[Dataset entries]
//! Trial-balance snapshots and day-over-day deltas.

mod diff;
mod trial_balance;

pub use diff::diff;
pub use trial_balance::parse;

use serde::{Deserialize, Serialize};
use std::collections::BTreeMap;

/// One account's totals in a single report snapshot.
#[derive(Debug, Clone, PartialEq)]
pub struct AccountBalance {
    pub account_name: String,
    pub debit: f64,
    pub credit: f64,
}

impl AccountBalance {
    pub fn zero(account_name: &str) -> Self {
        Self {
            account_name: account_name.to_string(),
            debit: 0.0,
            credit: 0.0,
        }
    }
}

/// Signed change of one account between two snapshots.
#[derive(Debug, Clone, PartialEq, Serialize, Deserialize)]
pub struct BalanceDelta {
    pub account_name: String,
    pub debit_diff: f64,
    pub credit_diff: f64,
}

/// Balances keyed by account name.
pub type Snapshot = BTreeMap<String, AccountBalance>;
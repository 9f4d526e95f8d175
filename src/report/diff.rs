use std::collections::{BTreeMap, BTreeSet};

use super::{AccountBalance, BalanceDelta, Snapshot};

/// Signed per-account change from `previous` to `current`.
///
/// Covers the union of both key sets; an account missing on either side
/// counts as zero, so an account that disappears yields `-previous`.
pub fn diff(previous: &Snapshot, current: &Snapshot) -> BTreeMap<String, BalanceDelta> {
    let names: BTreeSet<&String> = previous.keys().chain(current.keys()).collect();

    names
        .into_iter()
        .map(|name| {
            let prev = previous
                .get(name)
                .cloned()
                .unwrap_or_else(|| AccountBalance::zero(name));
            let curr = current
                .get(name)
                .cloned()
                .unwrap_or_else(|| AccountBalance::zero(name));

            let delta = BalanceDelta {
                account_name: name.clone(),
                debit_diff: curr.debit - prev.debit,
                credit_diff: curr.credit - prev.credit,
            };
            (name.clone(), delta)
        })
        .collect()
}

==

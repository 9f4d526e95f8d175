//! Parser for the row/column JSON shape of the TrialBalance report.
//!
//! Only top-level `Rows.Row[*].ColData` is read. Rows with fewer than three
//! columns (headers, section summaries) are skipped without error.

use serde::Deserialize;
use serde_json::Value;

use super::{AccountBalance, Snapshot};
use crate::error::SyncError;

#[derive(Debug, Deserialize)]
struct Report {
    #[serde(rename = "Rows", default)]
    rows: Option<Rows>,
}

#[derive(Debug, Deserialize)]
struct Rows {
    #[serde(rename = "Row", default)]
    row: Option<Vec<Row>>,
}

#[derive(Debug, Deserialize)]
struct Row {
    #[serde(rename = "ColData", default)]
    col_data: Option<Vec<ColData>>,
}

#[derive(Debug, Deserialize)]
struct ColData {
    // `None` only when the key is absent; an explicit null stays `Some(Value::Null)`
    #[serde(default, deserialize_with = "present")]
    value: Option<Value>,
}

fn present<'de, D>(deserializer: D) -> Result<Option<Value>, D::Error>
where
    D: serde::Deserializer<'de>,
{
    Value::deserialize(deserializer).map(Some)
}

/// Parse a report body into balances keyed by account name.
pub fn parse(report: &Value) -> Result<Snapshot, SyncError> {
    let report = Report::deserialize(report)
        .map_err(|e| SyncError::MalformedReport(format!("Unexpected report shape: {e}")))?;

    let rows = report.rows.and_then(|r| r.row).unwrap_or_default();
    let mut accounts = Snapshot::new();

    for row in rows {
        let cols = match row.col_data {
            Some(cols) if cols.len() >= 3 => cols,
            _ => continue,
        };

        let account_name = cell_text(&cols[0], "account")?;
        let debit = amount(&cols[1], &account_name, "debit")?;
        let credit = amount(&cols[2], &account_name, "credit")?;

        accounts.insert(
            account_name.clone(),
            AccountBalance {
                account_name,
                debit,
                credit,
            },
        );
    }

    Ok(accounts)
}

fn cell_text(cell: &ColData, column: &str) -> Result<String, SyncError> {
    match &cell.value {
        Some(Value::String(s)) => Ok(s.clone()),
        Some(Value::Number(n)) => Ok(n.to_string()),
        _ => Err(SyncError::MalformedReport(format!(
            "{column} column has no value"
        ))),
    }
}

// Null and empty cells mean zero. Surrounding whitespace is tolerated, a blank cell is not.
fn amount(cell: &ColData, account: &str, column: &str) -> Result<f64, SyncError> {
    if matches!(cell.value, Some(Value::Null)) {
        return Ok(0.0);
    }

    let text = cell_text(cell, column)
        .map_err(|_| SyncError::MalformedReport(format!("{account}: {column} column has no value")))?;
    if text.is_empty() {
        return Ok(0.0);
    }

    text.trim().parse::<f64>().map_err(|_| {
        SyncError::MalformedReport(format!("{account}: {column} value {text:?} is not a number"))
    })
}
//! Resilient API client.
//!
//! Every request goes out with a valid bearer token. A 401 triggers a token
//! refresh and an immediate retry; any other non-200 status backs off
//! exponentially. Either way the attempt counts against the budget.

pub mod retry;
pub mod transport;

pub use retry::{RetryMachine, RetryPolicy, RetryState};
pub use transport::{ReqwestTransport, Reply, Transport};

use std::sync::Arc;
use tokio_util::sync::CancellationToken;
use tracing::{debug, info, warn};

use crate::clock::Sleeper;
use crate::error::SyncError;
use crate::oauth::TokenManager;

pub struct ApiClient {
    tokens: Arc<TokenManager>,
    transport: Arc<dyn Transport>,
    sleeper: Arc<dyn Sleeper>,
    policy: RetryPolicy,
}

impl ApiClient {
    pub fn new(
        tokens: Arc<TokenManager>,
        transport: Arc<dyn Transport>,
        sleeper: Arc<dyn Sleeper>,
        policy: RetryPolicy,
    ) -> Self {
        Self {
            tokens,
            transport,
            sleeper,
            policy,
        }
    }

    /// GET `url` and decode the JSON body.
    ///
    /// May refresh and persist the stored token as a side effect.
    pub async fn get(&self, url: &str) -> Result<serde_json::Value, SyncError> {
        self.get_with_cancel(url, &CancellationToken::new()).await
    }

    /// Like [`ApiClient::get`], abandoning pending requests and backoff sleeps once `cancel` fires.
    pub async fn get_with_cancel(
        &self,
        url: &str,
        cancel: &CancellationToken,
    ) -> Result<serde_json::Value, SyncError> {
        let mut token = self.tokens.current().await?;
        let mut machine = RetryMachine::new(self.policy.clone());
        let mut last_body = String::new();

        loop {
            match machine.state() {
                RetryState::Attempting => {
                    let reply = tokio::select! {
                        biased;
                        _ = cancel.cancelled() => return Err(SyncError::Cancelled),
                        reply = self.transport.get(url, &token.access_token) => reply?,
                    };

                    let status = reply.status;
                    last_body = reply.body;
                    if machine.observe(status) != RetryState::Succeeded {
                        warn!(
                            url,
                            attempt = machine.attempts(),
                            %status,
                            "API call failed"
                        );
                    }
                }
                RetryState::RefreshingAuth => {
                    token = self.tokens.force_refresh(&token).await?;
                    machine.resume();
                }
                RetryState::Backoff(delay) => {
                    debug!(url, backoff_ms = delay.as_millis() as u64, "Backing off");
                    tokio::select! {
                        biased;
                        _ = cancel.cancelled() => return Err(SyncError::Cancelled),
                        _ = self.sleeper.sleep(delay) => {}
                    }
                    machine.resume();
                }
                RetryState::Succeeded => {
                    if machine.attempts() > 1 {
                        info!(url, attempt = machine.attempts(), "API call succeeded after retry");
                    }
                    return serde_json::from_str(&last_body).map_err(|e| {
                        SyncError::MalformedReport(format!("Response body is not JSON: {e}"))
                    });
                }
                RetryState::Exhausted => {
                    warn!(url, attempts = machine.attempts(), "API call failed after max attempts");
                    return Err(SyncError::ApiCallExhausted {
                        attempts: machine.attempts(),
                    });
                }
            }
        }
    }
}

:: AIM OF THE TASK ::
Report, for the data above, every line in which the string "attempts" appears.

:: SOLUTION FOR THIS EXERCISE ::
                            attempt = machine.attempts(),
                    if machine.attempts() > 1 {
                        info!(url, attempt = machine.attempts(), "API call succeeded after retry");
                    warn!(url, attempts = machine.attempts(), "API call failed after max attempts");
                        attempts: machine.attempts(),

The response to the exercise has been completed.